#### Data for this task ####

//! Table scanning and projection.

use crate::otel;
use crate::query::predicates::Predicate;
use crate::schema::ColumnMap;
use crate::types::{Record, ResultRow, Table};

/// Scan `table`, keep rows whose index satisfies `predicate`, and project
/// the columns requested for it as `table.column` keys.
///
/// Output follows table order; rows are neither reordered nor deduplicated.
pub fn scan(
    table_name: &str,
    table: &Table,
    columns: &ColumnMap,
    predicate: &Predicate<'_>,
) -> Vec<ResultRow> {
    scan_indexed(table_name, table, columns, predicate)
        .into_iter()
        .map(|(_, row)| row)
        .collect()
}

/// Like [`scan`], but pairs each row with its source index.
///
/// A predicate that runs past the end of a referenced table rejects the
/// row instead of failing the scan.
pub fn scan_indexed(
    table_name: &str,
    table: &Table,
    columns: &ColumnMap,
    predicate: &Predicate<'_>,
) -> Vec<(usize, ResultRow)> {
    let span = otel::scan_span(table_name);
    let _guard = span.enter();

    let projection = columns.columns(table_name).unwrap_or_default();

    let rows: Vec<(usize, ResultRow)> = table
        .rows()
        .iter()
        .enumerate()
        .filter(|(index, _)| match predicate.evaluate(*index) {
            Ok(keep) => keep,
            Err(err) => {
                tracing::trace!(index = *index, error = %err, "Row treated as non-matching");
                false
            }
        })
        .map(|(index, record)| (index, project(table_name, record, projection)))
        .collect();

    otel::record_query_metrics(rows.len());
    rows
}

/// Select `columns` from `record`, keyed `table.column`.
///
/// Columns missing from this particular record are skipped.
pub fn project(table_name: &str, record: &Record, columns: &[String]) -> ResultRow {
    columns
        .iter()
        .filter_map(|column| {
            record
                .get(column)
                .map(|value| (format!("{}.{}", table_name, column), value.clone()))
        })
        .collect()
}
//! Percolate Query - minimal in-memory SELECT engine.
//!
//! Runs single-clause queries of the shape
//!
//! ```text
//! SELECT t.a[, t.b ...] FROM t[, u] [WHERE t.c <op> (u.d | literal)]
//! ```
//!
//! against a read-only [`Database`] of named tables, each an ordered
//! sequence of JSON records:
//! - Quote-aware normalization (keywords are case-insensitive, literals are not)
//! - Tokenizer + recursive-descent parser for statements and conditions
//! - Schema validation against the first record of each table
//! - Data-driven predicates evaluated by row position
//! - Projection to `table.column` keys, merged across tables by row index
//!
//! # Example
//!
//! ```rust
//! use percolate_query::{Database, QueryEngine};
//! use serde_json::json;
//!
//! let db = Database::from_value(json!({
//!     "employees": [
//!         {"id": 1, "name": "Alice"},
//!         {"id": 2, "name": "Bob"}
//!     ]
//! })).unwrap();
//!
//! let engine = QueryEngine::new(db);
//! let rows = engine.execute("SELECT employees.name FROM employees WHERE employees.id = 2").unwrap();
//! assert_eq!(rows[0]["employees.name"], "Bob");
//! ```

pub mod config;
pub mod otel;
pub mod output;
pub mod query;
pub mod schema;
pub mod types;

// Re-export main types
pub use query::{Condition, Operand, Operator, Predicate, QueryEngine, Statement};
pub use schema::ColumnMap;
pub use types::{Database, QueryError, Record, Result, ResultRow, Table};
//! Named connection registry.
//!
//! Binds may name the connection whose schema should be consulted; absent a
//! name, the default connection is used. Register pools up front, once, at
//! application startup.

use std::{
    collections::HashMap,
    sync::{Once, OnceLock, PoisonError, RwLock},
};

use dyn_entity_sqlparse::db::DbType;
use sqlx::AnyPool;
use sqlx::any::AnyPoolOptions;
use tracing::debug;

use crate::{error::Error, schema::live::LiveSchema};

const DEFAULT_LABEL: &str = "default";

/// A registered connection: the pool plus the backend kind its URL
/// identified, which decides how the live introspector queries the schema.
#[derive(Clone)]
pub struct Handle {
    pool: AnyPool,
    db_type: DbType,
}

impl Handle {
    #[must_use]
    pub const fn pool(&self) -> &AnyPool {
        &self.pool
    }

    #[must_use]
    pub const fn db_type(&self) -> DbType {
        self.db_type
    }

    /// The schema introspector for this connection.
    #[must_use]
    pub fn schema(&self) -> LiveSchema {
        LiveSchema::new(self.pool.clone(), self.db_type)
    }
}

fn pools() -> &'static RwLock<HashMap<String, Handle>> {
    static POOLS: OnceLock<RwLock<HashMap<String, Handle>>> = OnceLock::new();
    POOLS.get_or_init(|| RwLock::new(HashMap::new()))
}

fn install_drivers() {
    static INSTALL: Once = Once::new();
    INSTALL.call_once(sqlx::any::install_default_drivers);
}

/// Register a pre-built pool under a label.
pub fn register(label: &str, pool: AnyPool, db_type: DbType) {
    debug!(label, ?db_type, "registering connection");

    pools()
        .write()
        .unwrap_or_else(PoisonError::into_inner)
        .insert(label.to_string(), Handle { pool, db_type });
}

/// Connect to a database URL and register the pool as the default
/// connection.
///
/// # Errors
///
/// [`Error::UnknownDriver`] when the URL identifies no supported backend,
/// otherwise any connection failure from the database layer.
pub async fn connect(url: &str) -> Result<(), Error> {
    connect_as(DEFAULT_LABEL, url).await
}

/// Connect to a database URL and register the pool under a label.
///
/// # Errors
///
/// See [`connect`].
pub async fn connect_as(label: &str, url: &str) -> Result<(), Error> {
    let Some(db_type) = DbType::from_connection_string(url) else {
        return Err(Error::UnknownDriver(url.to_string()));
    };

    install_drivers();

    let pool = AnyPoolOptions::new().connect(url).await?;

    register(label, pool, db_type);

    Ok(())
}

/// Resolve a connection label (or the default connection) to its handle.
///
/// # Errors
///
/// [`Error::UnknownConnection`] when nothing is registered under the label.
pub fn handle(label: Option<&str>) -> Result<Handle, Error> {
    let label = label.unwrap_or(DEFAULT_LABEL);

    pools()
        .read()
        .unwrap_or_else(PoisonError::into_inner)
        .get(label)
        .cloned()
        .ok_or_else(|| Error::UnknownConnection(label.to_string()))
}
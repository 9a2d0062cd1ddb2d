use serde::{Deserialize, Serialize};
use sqlparser::ast::{ColumnDef, ColumnOption, CreateTable, DataType, ObjectNamePart, TableConstraint};

#[derive(Serialize, Deserialize, Debug, Clone)]
pub struct SqlColumn {
    pub name: String,
    pub column_type: DataType,
    pub primary_key: bool,
}

impl SqlColumn {
    /// Whether this column's declared type maps to a textual key.
    #[must_use]
    pub fn is_text_type(&self) -> bool {
        is_text_type(&self.column_type)
    }

    #[must_use]
    pub fn is_integer_type(&self) -> bool {
        is_integer_type(&self.column_type)
    }
}

impl From<&ColumnDef> for SqlColumn {
    fn from(value: &ColumnDef) -> Self {
        Self {
            name: value.name.value.clone(),
            column_type: value.data_type.clone(),
            primary_key: value
                .options
                .iter()
                .find_map(|e| {
                    if let ColumnOption::Unique {
                        is_primary: true,
                        characteristics: _,
                    } = e.option
                    {
                        Some(true)
                    } else {
                        None
                    }
                })
                .unwrap_or(false),
        }
    }
}

#[must_use]
pub fn is_text_type(data_type: &DataType) -> bool {
    matches!(
        data_type,
        DataType::TinyText
            | DataType::MediumText
            | DataType::LongText
            | DataType::String(_)
            | DataType::FixedString(_)
            | DataType::Text
            | DataType::Uuid
            | DataType::Nvarchar(_)
            | DataType::Varchar(_)
            | DataType::CharVarying(_)
            | DataType::CharacterVarying(_)
            | DataType::Char(_)
            | DataType::Character(_)
    )
}

#[must_use]
pub fn is_integer_type(data_type: &DataType) -> bool {
    matches!(
        data_type,
        DataType::TinyInt(_)
            | DataType::SmallInt(_)
            | DataType::MediumInt(_)
            | DataType::Int(_)
            | DataType::Integer(_)
            | DataType::BigInt(_)
            | DataType::Int2(_)
            | DataType::Int4(_)
            | DataType::Int8(_)
            | DataType::Int16
            | DataType::Int32
            | DataType::Int64
    )
}

#[derive(Serialize, Deserialize, Debug, Clone)]
pub struct SqlTable {
    pub name: String,
    pub columns: Vec<SqlColumn>,
    /// All declared primary key columns, in declaration order. Empty when the
    /// table declares no primary key, more than one entry for composite keys.
    pub primary_key: Vec<String>,
}

impl SqlTable {
    #[must_use]
    pub fn find_column(&self, name: &str) -> Option<&SqlColumn> {
        self.columns.iter().find(|e| e.name.eq(name))
    }
}

impl From<&CreateTable> for SqlTable {
    fn from(create_table: &CreateTable) -> Self {
        let columns: Vec<SqlColumn> = create_table.columns.iter().map(SqlColumn::from).collect();

        let mut primary_key = columns
            .iter()
            .filter(|e| e.primary_key)
            .map(|e| e.name.clone())
            .collect::<Vec<_>>();

        if primary_key.is_empty() {
            // Table-level `PRIMARY KEY (a, b)` constraint.
            primary_key = create_table
                .constraints
                .iter()
                .find_map(|e| {
                    if let TableConstraint::PrimaryKey { columns, .. } = e {
                        Some(
                            columns
                                .iter()
                                .map(|c| {
                                    c.to_string()
                                        .trim_matches(|ch| ch == '"' || ch == '`' || ch == '\'')
                                        .to_string()
                                })
                                .collect(),
                        )
                    } else {
                        None
                    }
                })
                .unwrap_or_default();
        }

        SqlTable {
            name: create_table
                .name
                .0
                .iter()
                .map(|e| {
                    let ObjectNamePart::Identifier(ident) = e;

                    ident.value.clone()
                })
                .next()
                .unwrap_or_default(),
            primary_key,
            columns,
        }
    }
}

#[derive(Serialize, Deserialize, Debug, Clone)]
pub struct SqlSchema {
    pub tables: Vec<SqlTable>,
}

impl SqlSchema {
    #[must_use]
    pub fn find_table(&self, name: &str) -> Option<&SqlTable> {
        self.tables.iter().find(|e| e.name.eq(name))
    }
}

####

Please copy, word for word, every line from the first line of the records through the line containing "table rejects the", with both of those lines included and nothing else.

*Answer area:*
//! Table scanning and projection.

use crate::otel;
use crate::query::predicates::Predicate;
use crate::schema::ColumnMap;
use crate::types::{Record, ResultRow, Table};

/// Scan `table`, keep rows whose index satisfies `predicate`, and project
/// the columns requested for it as `table.column` keys.
///
/// Output follows table order; rows are neither reordered nor deduplicated.
pub fn scan(
    table_name: &str,
    table: &Table,
    columns: &ColumnMap,
    predicate: &Predicate<'_>,
) -> Vec<ResultRow> {
    scan_indexed(table_name, table, columns, predicate)
        .into_iter()
        .map(|(_, row)| row)
        .collect()
}

/// Like [`scan`], but pairs each row with its source index.
///
/// A predicate that runs past the end of a referenced table rejects the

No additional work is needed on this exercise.